Post by Nick Chu
For many of us, we use social media and online review sites to make everyday life decisions. Websites such as Yelp or TripAdvisor can be great resources that help indecisive people, like myself, decide whether or not a restaurant deserves my Friday night patronage.
My personal experiences with crowd-sourcing websites has generally been quite positive — more often than not, a quick scan of reviews can paint a fairly accurate picture of the business.
And since we’re a transit blog built on fun and inquisitiveness, I decided to carry this notion to the world of Cable Propelled Transit. So a few days back, I asked myself: can we use social networking to assess the general receptiveness and desirability of urban cable cars?
My hypothesis, if you can call it that, is: if these systems are undesirable (i.e. unattractive, a rip-off, poorly designed etc.) in a city, as many detractors claim, surely this will be revealed in crowd-sourcing websites such as Yelp.

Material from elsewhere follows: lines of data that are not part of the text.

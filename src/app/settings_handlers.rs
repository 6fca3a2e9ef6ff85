//! Theme and column-manager modal toggles

use super::TableManager;
use crate::types::ThemeMode;

impl TableManager {
    pub fn theme(&self) -> ThemeMode {
        self.ui.theme
    }

    pub fn toggle_theme(&mut self) {
        self.ui.theme = self.ui.theme.toggled();
    }

    pub fn open_column_manager(&mut self) {
        self.ui.column_manager_open = true;
    }

    pub fn close_column_manager(&mut self) {
        self.ui.column_manager_open = false;
    }

    pub fn is_column_manager_open(&self) -> bool {
        self.ui.column_manager_open
    }
}
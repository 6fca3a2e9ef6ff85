//! Bulk edit mode and row deletion

use super::TableManager;
use crate::constants::DELETE_ROW_PROMPT;
use crate::types::CellValue;

impl TableManager {
    pub fn is_editing(&self) -> bool {
        self.edit.is_editing()
    }

    /// Enter edit mode with a snapshot of the committed rows
    pub fn start_editing(&mut self) {
        if self.is_editing() {
            return;
        }
        self.edit.working_copy = Some(self.data.rows.clone());
    }

    /// Set one cell in the working copy.
    ///
    /// Returns false outside edit mode, when no row has `id`, or for the
    /// reserved `id` key.
    pub fn edit_cell(&mut self, id: &str, key: &str, value: impl Into<String>) -> bool {
        if key == "id" {
            return false;
        }
        let Some(working) = self.edit.working_copy.as_mut() else {
            tracing::debug!(id, key, "Ignoring cell edit outside edit mode");
            return false;
        };

        match working.iter_mut().find(|r| r.id == id) {
            Some(row) => {
                row.set(key, CellValue::Text(value.into()));
                true
            }
            None => false,
        }
    }

    /// Commit the working copy in one step and leave edit mode
    pub fn save_all(&mut self) {
        let Some(working) = self.edit.working_copy.take() else {
            return;
        };
        tracing::info!("Saved edits to {} rows", working.len());
        self.data.rows = working;
        self.refresh_pagination();
    }

    /// Leave edit mode, discarding the working copy
    pub fn cancel_editing(&mut self) {
        self.edit.working_copy = None;
    }

    /// Delete a row after the user confirms.
    ///
    /// `confirm` receives the prompt text; declining leaves everything as is.
    /// The row also leaves the working copy so a later save cannot bring it
    /// back. Returns true if a row was removed.
    pub fn delete_row<F>(&mut self, id: &str, confirm: F) -> bool
    where
        F: FnOnce(&str) -> bool,
    {
        if !confirm(DELETE_ROW_PROMPT) {
            return false;
        }

        let before = self.data.rows.len();
        self.data.rows.retain(|r| r.id != id);
        if let Some(working) = self.edit.working_copy.as_mut() {
            working.retain(|r| r.id != id);
        }

        let removed = self.data.rows.len() != before;
        if removed {
            self.refresh_pagination();
        }
        removed
    }
}
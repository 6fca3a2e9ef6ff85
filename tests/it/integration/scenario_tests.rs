//! The reference scenarios on the 15 sample rows.

use crate::helpers::{assert_row_count, ids, names, sample_table};
use tabledesk::types::SortDirection;

#[test]
fn test_search_admin_sorted_by_name() {
    let mut t = sample_table();
    t.table.set_search("admin");

    assert_eq!(t.table.total_count(), 4);
    assert_eq!(
        names(&t.table.displayed_rows()),
        vec!["Aarav Sharma", "Dev Khanna", "Rahul Das", "Vikram Nair"]
    );
}

#[test]
fn test_sort_age_twice() {
    let mut t = sample_table();

    t.table.sort_by("age");
    assert_eq!(t.table.view.sort_direction, SortDirection::Ascending);
    let rows = t.table.displayed_rows();
    assert_eq!(rows[0].display_value("name"), "Isha Singh");
    assert_eq!(rows[0].display_value("age"), "24");

    t.table.sort_by("age");
    assert_eq!(t.table.view.sort_direction, SortDirection::Descending);
    let rows = t.table.displayed_rows();
    assert_eq!(rows[0].display_value("name"), "Amit Malhotra");
    assert_eq!(rows[0].display_value("age"), "36");
}

#[test]
fn test_delete_confirmed() {
    let mut t = sample_table();
    let mut prompt = String::new();

    let removed = t.table.delete_row("1", |p| {
        prompt = p.to_string();
        true
    });

    assert!(removed);
    assert_eq!(prompt, "Delete this row?");
    assert_row_count(&t.table, 14);
    assert!(t.table.rows().iter().all(|r| r.id != "1"));
}

#[test]
fn test_delete_declined() {
    let mut t = sample_table();
    assert!(!t.table.delete_row("1", |_| false));
    assert_row_count(&t.table, 15);
}

#[test]
fn test_delete_unknown_id_is_noop() {
    let mut t = sample_table();
    assert!(!t.table.delete_row("999", |_| true));
    assert_row_count(&t.table, 15);
}

#[test]
fn test_default_view_is_first_page_by_name() {
    let t = sample_table();
    let rows = t.table.displayed_rows();

    assert_eq!(rows.len(), 10);
    assert_eq!(t.table.total_count(), 15);
    assert_eq!(rows[0].display_value("name"), "Aarav Sharma");
    assert_eq!(
        ids(&rows),
        vec!["1", "15", "4", "11", "13", "8", "7", "12", "6", "2"]
    );
}
//! Filter -> sort -> paginate pipeline.
//!
//! All functions are pure and work on borrowed rows, so the same code drives
//! both the committed collection and the edit-mode working copy.

use crate::types::{Column, Row, SortDirection, visible_columns};
use std::cmp::Ordering;

/// Rows whose visible columns contain `search`, case-insensitively.
///
/// A missing cell counts as the empty string. With no visible column nothing
/// can match, even for an empty search term.
pub fn filter_rows<'a>(rows: &'a [Row], columns: &[Column], search: &str) -> Vec<&'a Row> {
    let needle = search.to_lowercase();
    let searchable: Vec<&str> = visible_columns(columns).map(|c| c.key.as_str()).collect();

    rows.iter()
        .filter(|row| {
            searchable
                .iter()
                .any(|key| row.display_value(key).to_lowercase().contains(&needle))
        })
        .collect()
}

/// Compare two rows on one field. Missing values sort first.
pub fn compare_field(a: &Row, b: &Row, field: &str) -> Ordering {
    match (a.get(field), b.get(field)) {
        (Some(va), Some(vb)) => va.natural_cmp(vb),
        (None, Some(_)) => Ordering::Less,
        (Some(_), None) => Ordering::Greater,
        (None, None) => Ordering::Equal,
    }
}

/// Stable in-place sort by `field`.
///
/// Descending reverses the comparator rather than the output, so rows with
/// equal values keep their incoming order in both directions.
pub fn sort_rows(rows: &mut [&Row], field: &str, direction: SortDirection) {
    rows.sort_by(|a, b| direction.apply(compare_field(a, b, field)));
}

/// The `page`-th window of `page_size` items; empty when out of range
pub fn paginate<T>(items: &[T], page: usize, page_size: usize) -> &[T] {
    let start = page.saturating_mul(page_size);
    if start >= items.len() {
        return &[];
    }
    let end = start.saturating_add(page_size).min(items.len());
    &items[start..end]
}

/// Filter then sort, returning the full (unpaginated) ordered result
pub fn filter_and_sort<'a>(
    rows: &'a [Row],
    columns: &[Column],
    search: &str,
    sort_field: &str,
    direction: SortDirection,
) -> Vec<&'a Row> {
    let mut result = filter_rows(rows, columns, search);
    sort_rows(&mut result, sort_field, direction);
    result
}
//! Application state - the TableManager struct definition and sub-structs.

use crate::data_table::PageState;
use crate::notifications::ToastManager;
use crate::settings::Settings;
use crate::storage::{FileSaver, KeyValueStore};
use crate::types::{Column, Row, SortDirection, ThemeMode};
use std::sync::Arc;

/// Committed table contents
#[derive(Clone, Debug, Default)]
pub struct TableData {
    /// Rows in insertion order
    pub rows: Vec<Row>,
    /// Columns in display order
    pub columns: Vec<Column>,
}

/// Search, sort and paging inputs of the pipeline
#[derive(Clone, Debug)]
pub struct ViewState {
    pub search: String,
    /// Column key rows are sorted by (may be hidden)
    pub sort_field: String,
    pub sort_direction: SortDirection,
    pub pager: PageState,
}

/// Bulk edit mode
#[derive(Clone, Debug, Default)]
pub struct EditState {
    /// Working copy of all rows; `Some` exactly while editing
    pub working_copy: Option<Vec<Row>>,
}

impl EditState {
    pub fn is_editing(&self) -> bool {
        self.working_copy.is_some()
    }
}

/// Presentation flags and pending alerts
#[derive(Debug, Default)]
pub struct UiState {
    pub theme: ThemeMode,
    /// Column manager modal open
    pub column_manager_open: bool,
    /// Text typed into the "new column" field
    pub new_column_input: String,
    pub toasts: ToastManager,
}

/// The table editor controller.
///
/// Owns all state; every user intent is a `&mut self` method on it.
pub struct TableManager {
    pub data: TableData,
    pub view: ViewState,
    pub edit: EditState,
    pub ui: UiState,
    pub settings: Settings,
    pub(crate) store: Arc<dyn KeyValueStore + Send + Sync>,
    pub(crate) saver: Arc<dyn FileSaver + Send + Sync>,
}

impl std::fmt::Debug for TableManager {
    fn fmt(&self, f: &mut std::fmt::Formatter<'_>) -> std::fmt::Result {
        f.debug_struct("TableManager")
            .field("data", &self.data)
            .field("view", &self.view)
            .field("edit", &self.edit)
            .field("ui", &self.ui)
            .field("settings", &self.settings)
            .finish_non_exhaustive()
    }
}
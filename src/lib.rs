//! tabledesk: the core of a tabular data editor.
//!
//! An in-memory collection of schema-less rows rendered as a sortable,
//! filterable, paginated table, with column management, bulk inline editing
//! and CSV import/export. Rendering is left to the caller: [`app::TableManager`]
//! exposes the rows to draw and accepts user intents as method calls.

pub mod app;
pub mod constants;
pub mod data;
pub mod data_table;
pub mod logging;
pub mod notifications;
pub mod settings;
pub mod storage;
pub mod types;

pub use app::TableManager;
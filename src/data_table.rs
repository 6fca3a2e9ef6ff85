//! Pager state for the table view.
//!
//! Tracks which page of the filtered/sorted rows is on screen and keeps it in
//! range when the number of matching rows changes.
//!
//! ## Usage
//!
//! ```rust,ignore
//! let mut pager = PageState::new(rows.len());
//! pager.go_next();
//! let window = &rows[pager.visible_range()];
//! ```

use crate::constants::PAGE_SIZE;
use std::ops::Range;

/// Pagination state for a table
#[derive(Clone, Debug, PartialEq, Eq)]
pub struct PageState {
    /// Current page (0-indexed)
    pub current_page: usize,
    /// Rows per page
    pub page_size: usize,
    /// Total number of rows after filtering
    pub total_rows: usize,
}

impl Default for PageState {
    fn default() -> Self {
        Self::new(0)
    }
}

impl PageState {
    pub fn new(total_rows: usize) -> Self {
        Self {
            current_page: 0,
            page_size: PAGE_SIZE,
            total_rows,
        }
    }

    /// Number of pages; an empty table still has one (empty) page
    pub fn total_pages(&self) -> usize {
        if self.total_rows == 0 || self.page_size == 0 {
            1
        } else {
            self.total_rows.div_ceil(self.page_size)
        }
    }

    pub fn last_page(&self) -> usize {
        self.total_pages().saturating_sub(1)
    }

    pub fn can_go_prev(&self) -> bool {
        self.current_page > 0
    }

    pub fn can_go_next(&self) -> bool {
        self.current_page < self.last_page()
    }

    pub fn go_first(&mut self) {
        self.current_page = 0;
    }

    pub fn go_prev(&mut self) {
        if self.can_go_prev() {
            self.current_page -= 1;
        }
    }

    pub fn go_next(&mut self) {
        if self.can_go_next() {
            self.current_page += 1;
        }
    }

    pub fn go_last(&mut self) {
        self.current_page = self.last_page();
    }

    /// Jump to `page`, clamped to the last page
    pub fn set_page(&mut self, page: usize) {
        self.current_page = page.min(self.last_page());
    }

    /// Record a new row total and pull the current page back into range.
    ///
    /// Returns true if the page had to move.
    pub fn set_total_rows(&mut self, total_rows: usize) -> bool {
        self.total_rows = total_rows;
        self.clamp()
    }

    /// Clamp the current page to the last valid page
    pub fn clamp(&mut self) -> bool {
        let last = self.last_page();
        if self.current_page > last {
            self.current_page = last;
            true
        } else {
            false
        }
    }

    /// Get the range of rows to display for current page
    pub fn visible_range(&self) -> Range<usize> {
        let start = (self.current_page * self.page_size).min(self.total_rows);
        let end = (start + self.page_size).min(self.total_rows);
        start..end
    }

    /// "Showing X-Y of Z" label for the pager footer
    pub fn summary(&self) -> String {
        let range = self.visible_range();
        let showing_start = if self.total_rows == 0 { 0 } else { range.start + 1 };
        format!(
            "Showing {}-{} of {}",
            showing_start, range.end, self.total_rows
        )
    }
}

/// Format row count with a compact suffix (e.g., "1.2K rows")
pub fn format_row_count(count: usize) -> String {
    let formatted = if count >= 1_000_000 {
        format!("{:.1}M", count as f64 / 1_000_000.0)
    } else if count >= 1_000 {
        format!("{:.1}K", count as f64 / 1_000.0)
    } else {
        count.to_string()
    };

    if count == 1 {
        format!("{} row", formatted)
    } else {
        format!("{} rows", formatted)
    }
}
//! CSV reading and writing
//!
//! Two layers live here:
//! - primitives over the `csv` crate: text with a header row in, an ordered
//!   sequence of header -> value mappings out, and the inverse;
//! - the row-model transcoding built on them: [`parse_import`] turns CSV text
//!   into freshly numbered [`Row`]s, [`export_csv`] flattens rows back to CSV
//!   restricted to the visible columns.
//!
//! ## Memory Limits
//!
//! - Input larger than [`MAX_CSV_SIZE_MB`] is rejected with [`DataError::TooLarge`]
//! - More than [`MAX_CSV_ROWS`] data rows is rejected with [`DataError::TooManyRows`]

use crate::constants::{MAX_CSV_ROWS, MAX_CSV_SIZE_MB};
use crate::data::error::{DataError, DataResult};
use crate::types::{CellValue, Column, Row, visible_columns};
use std::collections::{HashMap, HashSet};
use std::path::Path;

/// One parsed record: `(header, value)` pairs in file order
pub type CsvRecord = Vec<(String, String)>;

/// Raw CSV content split into a header row and data records
#[derive(Clone, Debug, Default, PartialEq, Eq)]
pub struct CsvTable {
    pub headers: Vec<String>,
    pub records: Vec<Vec<String>>,
}

impl CsvTable {
    /// Pair every value with its header name
    pub fn into_mappings(self) -> Vec<CsvRecord> {
        let headers = self.headers;
        self.records
            .into_iter()
            .map(|record| {
                record
                    .into_iter()
                    .enumerate()
                    .map(|(i, value)| {
                        let name = headers.get(i).cloned().unwrap_or_else(|| i.to_string());
                        (name, value)
                    })
                    .collect()
            })
            .collect()
    }
}

/// Read a CSV file from disk, enforcing the size limit before loading it
pub fn read_csv_file(path: &Path) -> DataResult<String> {
    let metadata = std::fs::metadata(path)?;
    let size_mb = metadata.len() / (1024 * 1024);
    if size_mb > MAX_CSV_SIZE_MB as u64 {
        return Err(DataError::TooLarge {
            size_mb,
            max_mb: MAX_CSV_SIZE_MB,
        });
    }

    Ok(std::fs::read_to_string(path)?)
}

/// Check if a file path looks like a CSV file
pub fn is_csv_file(path: &Path) -> bool {
    path.extension()
        .and_then(|e| e.to_str())
        .map(|ext| ext.eq_ignore_ascii_case("csv"))
        .unwrap_or(false)
}

/// Parse CSV text into headers and records.
///
/// Blank lines are skipped. A record whose field count differs from the
/// header is an error. A repeated header name gets a `_1`, `_2`, ... suffix.
/// Without a header row, fields are named `0`, `1`, ...
pub fn read_csv_table(content: &str, has_header: bool) -> DataResult<CsvTable> {
    let size_mb = (content.len() / (1024 * 1024)) as u64;
    if size_mb > MAX_CSV_SIZE_MB as u64 {
        return Err(DataError::TooLarge {
            size_mb,
            max_mb: MAX_CSV_SIZE_MB,
        });
    }
    if content.trim().is_empty() {
        return Err(DataError::EmptyFile);
    }

    let mut reader = csv::ReaderBuilder::new()
        .has_headers(has_header)
        .flexible(false)
        .from_reader(content.as_bytes());

    let mut headers: Vec<String> = if has_header {
        unique_headers(reader.headers()?.iter())
    } else {
        Vec::new()
    };
    if has_header && headers.is_empty() {
        return Err(DataError::NoColumns);
    }

    let mut records = Vec::new();
    for result in reader.records() {
        let record = result?;
        if records.len() >= MAX_CSV_ROWS {
            return Err(DataError::TooManyRows {
                rows: records.len() + 1, // +1 for the current row that exceeded limit
                max_rows: MAX_CSV_ROWS,
            });
        }
        records.push(record.iter().map(str::to_string).collect::<Vec<_>>());
    }

    if !has_header {
        let width = records.first().map(Vec::len).unwrap_or(0);
        headers = (0..width).map(|i| i.to_string()).collect();
    }

    Ok(CsvTable { headers, records })
}

fn unique_headers<'a>(headers: impl Iterator<Item = &'a str>) -> Vec<String> {
    let mut seen: HashSet<String> = HashSet::new();
    let mut repeats: HashMap<&'a str, usize> = HashMap::new();
    let mut out = Vec::new();

    for header in headers {
        let mut name = header.to_string();
        if seen.contains(&name) {
            let count = repeats.entry(header).or_insert(0);
            while seen.contains(&name) {
                *count += 1;
                name = format!("{}_{}", header, count);
            }
            tracing::debug!(header, renamed = %name, "Renamed repeated CSV header");
        }
        seen.insert(name.clone());
        out.push(name);
    }
    out
}

/// Parse CSV text into an ordered sequence of header -> value mappings
pub fn parse_csv_records(content: &str, has_header: bool) -> DataResult<Vec<CsvRecord>> {
    Ok(read_csv_table(content, has_header)?.into_mappings())
}

/// Serialize a header row plus records to CSV text.
///
/// Fields are quoted only when needed; lines end with CRLF.
pub fn write_csv_records<H, R>(headers: &[H], records: &[R]) -> DataResult<String>
where
    H: AsRef<str>,
    R: AsRef<[String]>,
{
    let mut writer = csv::WriterBuilder::new()
        .terminator(csv::Terminator::CRLF)
        .from_writer(Vec::new());

    writer.write_record(headers.iter().map(|h| h.as_ref()))?;
    for record in records {
        writer.write_record(record.as_ref())?;
    }

    let bytes = writer
        .into_inner()
        .map_err(|e| DataError::Other(format!("Failed to flush CSV: {}", e)))?;
    String::from_utf8(bytes).map_err(|e| DataError::Other(format!("CSV is not UTF-8: {}", e)))
}

// ============================================================================
// Row model transcoding
// ============================================================================

/// Result of parsing an import: the file's header row and the new rows
#[derive(Clone, Debug, Default, PartialEq)]
pub struct ImportedRows {
    pub headers: Vec<String>,
    pub rows: Vec<Row>,
}

/// Map parsed records onto rows.
///
/// Ids are assigned sequentially from `"1"`; every field is copied verbatim as
/// text. A field named `id` is dropped since ids are always generated.
pub fn rows_from_records(records: Vec<CsvRecord>) -> Vec<Row> {
    records
        .into_iter()
        .enumerate()
        .map(|(i, record)| {
            let mut row = Row::new((i + 1).to_string());
            for (key, value) in record {
                if key == "id" {
                    continue;
                }
                row.cells.insert(key, CellValue::Text(value));
            }
            row
        })
        .collect()
}

/// Parse CSV text (with a header row) into rows ready to replace a table
pub fn parse_import(content: &str) -> DataResult<ImportedRows> {
    let table = read_csv_table(content, true)?;
    let headers = table.headers.clone();
    let rows = rows_from_records(table.into_mappings());
    tracing::debug!(rows = rows.len(), columns = headers.len(), "Parsed CSV import");
    Ok(ImportedRows { headers, rows })
}

/// Flatten rows to CSV using only the visible columns.
///
/// The header row holds the visible column keys in display order; `id` and
/// hidden columns are left out. Missing cells export as empty fields. With
/// no visible column the result is empty.
pub fn export_csv(rows: &[Row], columns: &[Column]) -> DataResult<String> {
    let keys: Vec<&str> = visible_columns(columns).map(|c| c.key.as_str()).collect();
    if keys.is_empty() {
        return Ok(String::new());
    }

    let records: Vec<Vec<String>> = rows
        .iter()
        .map(|row| keys.iter().map(|k| row.display_value(k)).collect())
        .collect();

    write_csv_records(&keys, &records)
}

While the initial thought of compiling and analyzing user experience data from these websites sounds outright featherbrained, it occurred to me that the findings/implications might actually be the complete opposite. As regular viewers of Kitchen Nightmares know, online reviews can sometimes make or break a business (I won’t post the link here, but if you must know what I’m referring to, search Amy’s Baking Company).
So for my little back-of-the-envelope analysis, I decided to look at the a handful of city-oriented cable cars from across the globe which had reviews, namely: Portland Aerial Tram, Roosevelt Island Tram, Teleférico Madrid, Téléphérique de Grenoble Bastille, Singapore Cable Car, and the Emirates Air Line.
Before I began my research, I expected to find a mixed of reviews, both positive and negative. However, what I found was quite surprising — the average overall rating (out of 5) was 4.25 where the lowest was 4 and highest was 5. If you carefully read the reviews, there are very few 1 or 2 star ratings, with the majority of responses being praiseworthy. I quickly noticed that several common themes were emerging — most of which revolved around aerial views, price, and ride quality. A lot of the remarks are quite funny and appear indicative of the general issues surrounding a particular system. For example, my favourite one is from London’s Yelper Tom E. who had this to say about the Emirates Air Line:
Of course by this time, some of you are probably thinking, crowdsourcing reviews are inaccurate and can’t be trusted. While this is true in certain cases, I can’t honestly fathom why a user would take time out of his/her schedule to give a cable car system a fake review.
For the conspiracists out there, could a cable car operator potentially hire people to provide false accounts? Possible, but unlikely. Given the aggregate nature of Yelp where thousands of users write unfiltered reviews, it is likely that if a system is “problematic” in any way, shape or form, the amount of real reviews would counteract the fake ones. Also, I think most individuals are smart enough to weed out the garbage reviews.
So what does this little analysis mean for urban cable cars? My initial feeling is that online evidence reveals that user experience on the CPT system surveyed thus far are overwhelmingly positive. Even in situations where the initial system planning and design was controversial, once these lines become operational, most of these issues are forgotten.
Perhaps due partly to the novelty/rarity of these transit systems and the general “fun factor” of cable cars, CPT lines really do a great job in uplifting people’s spirits while offering them the opportunity to experience their city in a totally different manner.
In the future, for a more accurate and detailed assessment, it would be interesting to examine quality of the reviewers, analyze if opinions change over time, expand the sample size and analyze reviews from other websites like TripAdvisor.